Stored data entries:

---*---

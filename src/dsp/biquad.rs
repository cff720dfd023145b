//! Biquad filter state
//!
//! One `BiquadState` per filter instance per channel. Coefficients live with
//! the owning stage and are shared by both channels.

use super::filter_math::{flush_denormal, BiquadCoeffs};

/// Biquad filter state for one channel
#[derive(Debug, Clone, Copy, Default, PartialEq)]
pub struct BiquadState {
    x1: f64, // x[n-1]
    x2: f64, // x[n-2]
    y1: f64, // y[n-1]
    y2: f64, // y[n-2]
}

impl BiquadState {
    /// Process a single sample through the biquad filter
    /// Direct Form I implementation
    ///
    /// Decaying tails are flushed to zero once they fall below
    /// `DENORMAL_THRESHOLD`, so silence never runs on subnormal state.
    #[inline]
    pub fn process(&mut self, input: f32, coeffs: &BiquadCoeffs) -> f32 {
        let input = input as f64;
        let output = flush_denormal(
            coeffs.b0 * input + coeffs.b1 * self.x1 + coeffs.b2 * self.x2
                - coeffs.a1 * self.y1
                - coeffs.a2 * self.y2,
        );

        // Shift delay line
        self.x2 = self.x1;
        self.x1 = input;
        self.y2 = self.y1;
        self.y1 = output;

        output as f32
    }

    /// Reset filter state
    pub fn reset(&mut self) {
        *self = Self::default();
    }
}

/// Left/right state pair for one filter instance
#[derive(Debug, Clone, Copy, Default, PartialEq)]
pub struct StereoBiquad {
    pub left: BiquadState,
    pub right: BiquadState,
}

impl StereoBiquad {
    pub fn reset(&mut self) {
        self.left.reset();
        self.right.reset();
    }
}

#[cfg(test)]
mod tests {
    use super::*;
    use crate::dsp::filter_math::BUTTERWORTH_Q;

    #[test]
    fn test_identity_passes_input() {
        let mut state = BiquadState::default();
        for &x in &[0.5_f32, -0.25, 0.125, 0.0] {
            assert_eq!(state.process(x, &BiquadCoeffs::IDENTITY), x);
        }
    }

    #[test]
    fn test_difference_equation() {
        let coeffs = BiquadCoeffs {
            b0: 0.5,
            b1: 0.25,
            b2: 0.125,
            a1: -0.5,
            a2: 0.25,
        };
        let mut state = BiquadState::default();

        // Impulse response: y0 = b0, y1 = b1 - a1*y0, y2 = b2 - a1*y1 - a2*y0
        let y0 = state.process(1.0, &coeffs);
        let y1 = state.process(0.0, &coeffs);
        let y2 = state.process(0.0, &coeffs);
        assert_eq!(y0, 0.5);
        assert_eq!(y1, 0.5);
        assert_eq!(y2, 0.25);
    }

    #[test]
    fn test_reset_clears_memory() {
        let coeffs = BiquadCoeffs::low_pass(48000.0, 1000.0, BUTTERWORTH_Q);
        let mut state = BiquadState::default();
        for _ in 0..32 {
            state.process(1.0, &coeffs);
        }
        assert_ne!(state, BiquadState::default());

        state.reset();
        assert_eq!(state, BiquadState::default());
    }

    #[test]
    fn test_silent_tail_decays_to_exact_zero() {
        let coeffs = BiquadCoeffs::low_pass(48000.0, 1000.0, BUTTERWORTH_Q);
        let mut state = BiquadState::default();
        state.process(1.0, &coeffs);

        for _ in 0..4800 {
            let out = state.process(0.0, &coeffs);
            assert!(!out.is_subnormal());
        }
        assert_eq!(state, BiquadState::default());
    }

    #[test]
    fn test_low_pass_settles_to_dc() {
        let coeffs = BiquadCoeffs::low_pass(48000.0, 1000.0, BUTTERWORTH_Q);
        let mut state = BiquadState::default();
        let mut out = 0.0;
        for _ in 0..4800 {
            out = state.process(0.5, &coeffs);
        }
        assert!((out - 0.5).abs() < 1e-4);
    }
}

---*---

** INSTRUCTIONS FOR THE TASK **
Go through the data and return every record exactly.

** TASK RESPONSE **
filename src/dsp/biquad.rs
repository cff720dfd023145b
//! Biquad filter state
//!
//! One `BiquadState` per filter instance per channel. Coefficients live with
//! the owning stage and are shared by both channels.

use super::filter_math::{flush_denormal, BiquadCoeffs};

/// Biquad filter state for one channel
#[derive(Debug, Clone, Copy, Default, PartialEq)]
pub struct BiquadState {
    x1: f64, // x[n-1]
    x2: f64, // x[n-2]
    y1: f64, // y[n-1]
    y2: f64, // y[n-2]
}

impl BiquadState {
    /// Process a single sample through the biquad filter
    /// Direct Form I implementation
    ///
    /// Decaying tails are flushed to zero once they fall below
    /// `DENORMAL_THRESHOLD`, so silence never runs on subnormal state.
    #[inline]
    pub fn process(&mut self, input: f32, coeffs: &BiquadCoeffs) -> f32 {
        let input = input as f64;
        let output = flush_denormal(
            coeffs.b0 * input + coeffs.b1 * self.x1 + coeffs.b2 * self.x2
                - coeffs.a1 * self.y1
                - coeffs.a2 * self.y2,
        );

        // Shift delay line
        self.x2 = self.x1;
        self.x1 = input;
        self.y2 = self.y1;
        self.y1 = output;

        output as f32
    }

    /// Reset filter state
    pub fn reset(&mut self) {
        *self = Self::default();
    }
}

/// Left/right state pair for one filter instance
#[derive(Debug, Clone, Copy, Default, PartialEq)]
pub struct StereoBiquad {
    pub left: BiquadState,
    pub right: BiquadState,
}

impl StereoBiquad {
    pub fn reset(&mut self) {
        self.left.reset();
        self.right.reset();
    }
}

#[cfg(test)]
mod tests {
    use super::*;
    use crate::dsp::filter_math::BUTTERWORTH_Q;

    #[test]
    fn test_identity_passes_input() {
        let mut state = BiquadState::default();
        for &x in &[0.5_f32, -0.25, 0.125, 0.0] {
            assert_eq!(state.process(x, &BiquadCoeffs::IDENTITY), x);
        }
    }

    #[test]
    fn test_difference_equation() {
        let coeffs = BiquadCoeffs {
            b0: 0.5,
            b1: 0.25,
            b2: 0.125,
            a1: -0.5,
            a2: 0.25,
        };
        let mut state = BiquadState::default();

        // Impulse response: y0 = b0, y1 = b1 - a1*y0, y2 = b2 - a1*y1 - a2*y0
        let y0 = state.process(1.0, &coeffs);
        let y1 = state.process(0.0, &coeffs);
        let y2 = state.process(0.0, &coeffs);
        assert_eq!(y0, 0.5);
        assert_eq!(y1, 0.5);
        assert_eq!(y2, 0.25);
    }

    #[test]
    fn test_reset_clears_memory() {
        let coeffs = BiquadCoeffs::low_pass(48000.0, 1000.0, BUTTERWORTH_Q);
        let mut state = BiquadState::default();
        for _ in 0..32 {
            state.process(1.0, &coeffs);
        }
        assert_ne!(state, BiquadState::default());

        state.reset();
        assert_eq!(state, BiquadState::default());
    }

    #[test]
    fn test_silent_tail_decays_to_exact_zero() {
        let coeffs = BiquadCoeffs::low_pass(48000.0, 1000.0, BUTTERWORTH_Q);
        let mut state = BiquadState::default();
        state.process(1.0, &coeffs);

        for _ in 0..4800 {
            let out = state.process(0.0, &coeffs);
            assert!(!out.is_subnormal());
        }
        assert_eq!(state, BiquadState::default());
    }

    #[test]
    fn test_low_pass_settles_to_dc() {
        let coeffs = BiquadCoeffs::low_pass(48000.0, 1000.0, BUTTERWORTH_Q);
        let mut state = BiquadState::default();
        let mut out = 0.0;
        for _ in 0..4800 {
            out = state.process(0.5, &coeffs);
        }
        assert!((out - 0.5).abs() < 1e-4);
    }
}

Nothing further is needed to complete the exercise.